Please return every record below exactly as it stands.

•••

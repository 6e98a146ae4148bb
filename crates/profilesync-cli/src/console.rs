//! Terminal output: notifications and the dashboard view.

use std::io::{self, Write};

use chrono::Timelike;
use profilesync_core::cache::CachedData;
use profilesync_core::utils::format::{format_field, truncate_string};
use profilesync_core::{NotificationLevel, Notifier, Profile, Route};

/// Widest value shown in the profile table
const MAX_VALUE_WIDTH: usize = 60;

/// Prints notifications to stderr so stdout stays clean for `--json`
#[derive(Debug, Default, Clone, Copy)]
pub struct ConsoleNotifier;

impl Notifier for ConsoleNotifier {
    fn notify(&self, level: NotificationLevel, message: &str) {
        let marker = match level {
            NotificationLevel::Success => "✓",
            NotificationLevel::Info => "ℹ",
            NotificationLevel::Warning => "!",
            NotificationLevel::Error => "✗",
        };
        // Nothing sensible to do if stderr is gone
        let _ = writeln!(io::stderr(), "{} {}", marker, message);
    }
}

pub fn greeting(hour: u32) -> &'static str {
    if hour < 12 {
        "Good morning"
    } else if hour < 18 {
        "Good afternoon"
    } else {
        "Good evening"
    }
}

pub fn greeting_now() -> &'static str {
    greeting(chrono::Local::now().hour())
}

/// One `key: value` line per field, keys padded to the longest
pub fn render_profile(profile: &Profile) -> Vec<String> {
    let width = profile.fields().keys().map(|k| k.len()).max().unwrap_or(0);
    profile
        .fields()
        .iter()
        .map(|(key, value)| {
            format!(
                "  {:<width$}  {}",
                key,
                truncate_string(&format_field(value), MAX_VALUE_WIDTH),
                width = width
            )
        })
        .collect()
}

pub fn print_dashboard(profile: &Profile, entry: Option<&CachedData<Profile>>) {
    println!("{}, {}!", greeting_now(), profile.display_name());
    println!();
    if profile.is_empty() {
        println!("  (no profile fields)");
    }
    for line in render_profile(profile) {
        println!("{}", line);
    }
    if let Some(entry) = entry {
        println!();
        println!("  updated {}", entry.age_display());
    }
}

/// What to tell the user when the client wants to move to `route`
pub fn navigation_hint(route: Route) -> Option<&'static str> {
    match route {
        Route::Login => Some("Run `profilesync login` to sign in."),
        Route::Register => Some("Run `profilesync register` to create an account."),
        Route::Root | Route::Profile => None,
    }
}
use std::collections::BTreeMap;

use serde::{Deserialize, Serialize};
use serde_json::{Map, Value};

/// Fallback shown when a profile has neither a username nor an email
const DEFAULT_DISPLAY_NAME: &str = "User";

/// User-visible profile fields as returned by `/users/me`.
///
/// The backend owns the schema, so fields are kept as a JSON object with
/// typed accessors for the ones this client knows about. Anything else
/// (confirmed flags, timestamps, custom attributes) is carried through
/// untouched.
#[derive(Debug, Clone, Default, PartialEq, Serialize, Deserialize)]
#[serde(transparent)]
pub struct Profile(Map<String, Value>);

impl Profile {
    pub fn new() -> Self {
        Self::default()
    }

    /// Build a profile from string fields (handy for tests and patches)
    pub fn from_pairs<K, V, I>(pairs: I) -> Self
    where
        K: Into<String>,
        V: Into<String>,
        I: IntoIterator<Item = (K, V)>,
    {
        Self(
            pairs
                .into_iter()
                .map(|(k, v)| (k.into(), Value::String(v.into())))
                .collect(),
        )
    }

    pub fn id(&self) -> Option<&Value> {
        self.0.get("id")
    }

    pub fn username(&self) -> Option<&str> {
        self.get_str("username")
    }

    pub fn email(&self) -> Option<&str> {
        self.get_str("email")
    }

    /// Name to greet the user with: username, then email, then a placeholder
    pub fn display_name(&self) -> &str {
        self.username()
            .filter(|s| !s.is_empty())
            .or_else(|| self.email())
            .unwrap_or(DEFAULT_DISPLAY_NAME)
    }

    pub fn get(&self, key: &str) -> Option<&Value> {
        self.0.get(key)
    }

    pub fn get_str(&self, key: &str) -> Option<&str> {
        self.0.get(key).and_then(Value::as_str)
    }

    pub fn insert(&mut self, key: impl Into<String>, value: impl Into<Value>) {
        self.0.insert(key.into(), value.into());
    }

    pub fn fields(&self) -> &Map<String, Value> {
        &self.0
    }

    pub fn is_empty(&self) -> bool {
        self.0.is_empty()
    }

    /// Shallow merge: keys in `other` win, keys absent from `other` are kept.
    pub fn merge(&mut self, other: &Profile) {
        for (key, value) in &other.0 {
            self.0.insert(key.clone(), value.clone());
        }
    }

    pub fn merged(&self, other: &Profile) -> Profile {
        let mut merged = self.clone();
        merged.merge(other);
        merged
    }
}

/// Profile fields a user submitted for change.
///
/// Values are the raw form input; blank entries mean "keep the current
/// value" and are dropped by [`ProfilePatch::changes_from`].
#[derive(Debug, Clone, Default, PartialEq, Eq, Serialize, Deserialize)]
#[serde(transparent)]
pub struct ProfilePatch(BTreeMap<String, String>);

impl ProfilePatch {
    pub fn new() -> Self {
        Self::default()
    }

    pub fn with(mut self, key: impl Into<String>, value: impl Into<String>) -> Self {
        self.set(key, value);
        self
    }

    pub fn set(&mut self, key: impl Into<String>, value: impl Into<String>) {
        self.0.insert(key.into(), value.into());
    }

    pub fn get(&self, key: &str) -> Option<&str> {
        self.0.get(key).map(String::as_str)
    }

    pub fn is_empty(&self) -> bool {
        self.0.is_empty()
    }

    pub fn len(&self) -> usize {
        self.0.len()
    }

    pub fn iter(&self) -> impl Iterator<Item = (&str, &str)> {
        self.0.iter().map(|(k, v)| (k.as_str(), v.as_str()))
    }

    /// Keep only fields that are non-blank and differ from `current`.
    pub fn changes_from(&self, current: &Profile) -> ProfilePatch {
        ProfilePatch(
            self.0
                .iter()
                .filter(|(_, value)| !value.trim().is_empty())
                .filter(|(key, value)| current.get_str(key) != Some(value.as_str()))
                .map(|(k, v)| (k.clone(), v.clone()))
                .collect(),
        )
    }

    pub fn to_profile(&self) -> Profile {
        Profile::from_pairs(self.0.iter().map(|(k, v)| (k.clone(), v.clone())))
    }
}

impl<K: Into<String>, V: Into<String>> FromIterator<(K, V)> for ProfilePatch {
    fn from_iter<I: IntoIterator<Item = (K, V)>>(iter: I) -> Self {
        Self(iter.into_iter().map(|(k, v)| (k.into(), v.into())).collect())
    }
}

•••

SOLUTION TO THE PROBLEM:
repository 6e98a146ae4148bb
filename crates/profilesync-cli/src/console.rs
//! Terminal output: notifications and the dashboard view.

use std::io::{self, Write};

use chrono::Timelike;
use profilesync_core::cache::CachedData;
use profilesync_core::utils::format::{format_field, truncate_string};
use profilesync_core::{NotificationLevel, Notifier, Profile, Route};

/// Widest value shown in the profile table
const MAX_VALUE_WIDTH: usize = 60;

/// Prints notifications to stderr so stdout stays clean for `--json`
#[derive(Debug, Default, Clone, Copy)]
pub struct ConsoleNotifier;

impl Notifier for ConsoleNotifier {
    fn notify(&self, level: NotificationLevel, message: &str) {
        let marker = match level {
            NotificationLevel::Success => "✓",
            NotificationLevel::Info => "ℹ",
            NotificationLevel::Warning => "!",
            NotificationLevel::Error => "✗",
        };
        // Nothing sensible to do if stderr is gone
        let _ = writeln!(io::stderr(), "{} {}", marker, message);
    }
}

pub fn greeting(hour: u32) -> &'static str {
    if hour < 12 {
        "Good morning"
    } else if hour < 18 {
        "Good afternoon"
    } else {
        "Good evening"
    }
}

pub fn greeting_now() -> &'static str {
    greeting(chrono::Local::now().hour())
}

/// One `key: value` line per field, keys padded to the longest
pub fn render_profile(profile: &Profile) -> Vec<String> {
    let width = profile.fields().keys().map(|k| k.len()).max().unwrap_or(0);
    profile
        .fields()
        .iter()
        .map(|(key, value)| {
            format!(
                "  {:<width$}  {}",
                key,
                truncate_string(&format_field(value), MAX_VALUE_WIDTH),
                width = width
            )
        })
        .collect()
}

pub fn print_dashboard(profile: &Profile, entry: Option<&CachedData<Profile>>) {
    println!("{}, {}!", greeting_now(), profile.display_name());
    println!();
    if profile.is_empty() {
        println!("  (no profile fields)");
    }
    for line in render_profile(profile) {
        println!("{}", line);
    }
    if let Some(entry) = entry {
        println!();
        println!("  updated {}", entry.age_display());
    }
}

/// What to tell the user when the client wants to move to `route`
pub fn navigation_hint(route: Route) -> Option<&'static str> {
    match route {
        Route::Login => Some("Run `profilesync login` to sign in."),
        Route::Register => Some("Run `profilesync register` to create an account."),
        Route::Root | Route::Profile => None,
    }
}
use std::collections::BTreeMap;

use serde::{Deserialize, Serialize};
use serde_json::{Map, Value};

/// Fallback shown when a profile has neither a username nor an email
const DEFAULT_DISPLAY_NAME: &str = "User";

/// User-visible profile fields as returned by `/users/me`.
///
/// The backend owns the schema, so fields are kept as a JSON object with
/// typed accessors for the ones this client knows about. Anything else
/// (confirmed flags, timestamps, custom attributes) is carried through
/// untouched.
#[derive(Debug, Clone, Default, PartialEq, Serialize, Deserialize)]
#[serde(transparent)]
pub struct Profile(Map<String, Value>);

impl Profile {
    pub fn new() -> Self {
        Self::default()
    }

    /// Build a profile from string fields (handy for tests and patches)
    pub fn from_pairs<K, V, I>(pairs: I) -> Self
    where
        K: Into<String>,
        V: Into<String>,
        I: IntoIterator<Item = (K, V)>,
    {
        Self(
            pairs
                .into_iter()
                .map(|(k, v)| (k.into(), Value::String(v.into())))
                .collect(),
        )
    }

    pub fn id(&self) -> Option<&Value> {
        self.0.get("id")
    }

    pub fn username(&self) -> Option<&str> {
        self.get_str("username")
    }

    pub fn email(&self) -> Option<&str> {
        self.get_str("email")
    }

    /// Name to greet the user with: username, then email, then a placeholder
    pub fn display_name(&self) -> &str {
        self.username()
            .filter(|s| !s.is_empty())
            .or_else(|| self.email())
            .unwrap_or(DEFAULT_DISPLAY_NAME)
    }

    pub fn get(&self, key: &str) -> Option<&Value> {
        self.0.get(key)
    }

    pub fn get_str(&self, key: &str) -> Option<&str> {
        self.0.get(key).and_then(Value::as_str)
    }

    pub fn insert(&mut self, key: impl Into<String>, value: impl Into<Value>) {
        self.0.insert(key.into(), value.into());
    }

    pub fn fields(&self) -> &Map<String, Value> {
        &self.0
    }

    pub fn is_empty(&self) -> bool {
        self.0.is_empty()
    }

    /// Shallow merge: keys in `other` win, keys absent from `other` are kept.
    pub fn merge(&mut self, other: &Profile) {
        for (key, value) in &other.0 {
            self.0.insert(key.clone(), value.clone());
        }
    }

    pub fn merged(&self, other: &Profile) -> Profile {
        let mut merged = self.clone();
        merged.merge(other);
        merged
    }
}

/// Profile fields a user submitted for change.
///
/// Values are the raw form input; blank entries mean "keep the current
/// value" and are dropped by [`ProfilePatch::changes_from`].
#[derive(Debug, Clone, Default, PartialEq, Eq, Serialize, Deserialize)]
#[serde(transparent)]
pub struct ProfilePatch(BTreeMap<String, String>);

impl ProfilePatch {
    pub fn new() -> Self {
        Self::default()
    }

    pub fn with(mut self, key: impl Into<String>, value: impl Into<String>) -> Self {
        self.set(key, value);
        self
    }

    pub fn set(&mut self, key: impl Into<String>, value: impl Into<String>) {
        self.0.insert(key.into(), value.into());
    }

    pub fn get(&self, key: &str) -> Option<&str> {
        self.0.get(key).map(String::as_str)
    }

    pub fn is_empty(&self) -> bool {
        self.0.is_empty()
    }

    pub fn len(&self) -> usize {
        self.0.len()
    }

    pub fn iter(&self) -> impl Iterator<Item = (&str, &str)> {
        self.0.iter().map(|(k, v)| (k.as_str(), v.as_str()))
    }

    /// Keep only fields that are non-blank and differ from `current`.
    pub fn changes_from(&self, current: &Profile) -> ProfilePatch {
        ProfilePatch(
            self.0
                .iter()
                .filter(|(_, value)| !value.trim().is_empty())
                .filter(|(key, value)| current.get_str(key) != Some(value.as_str()))
                .map(|(k, v)| (k.clone(), v.clone()))
                .collect(),
        )
    }

    pub fn to_profile(&self) -> Profile {
        Profile::from_pairs(self.0.iter().map(|(k, v)| (k.clone(), v.clone())))
    }
}

impl<K: Into<String>, V: Into<String>> FromIterator<(K, V)> for ProfilePatch {
    fn from_iter<I: IntoIterator<Item = (K, V)>>(iter: I) -> Self {
        Self(iter.into_iter().map(|(k, v)| (k.into(), v.into())).collect())
    }
}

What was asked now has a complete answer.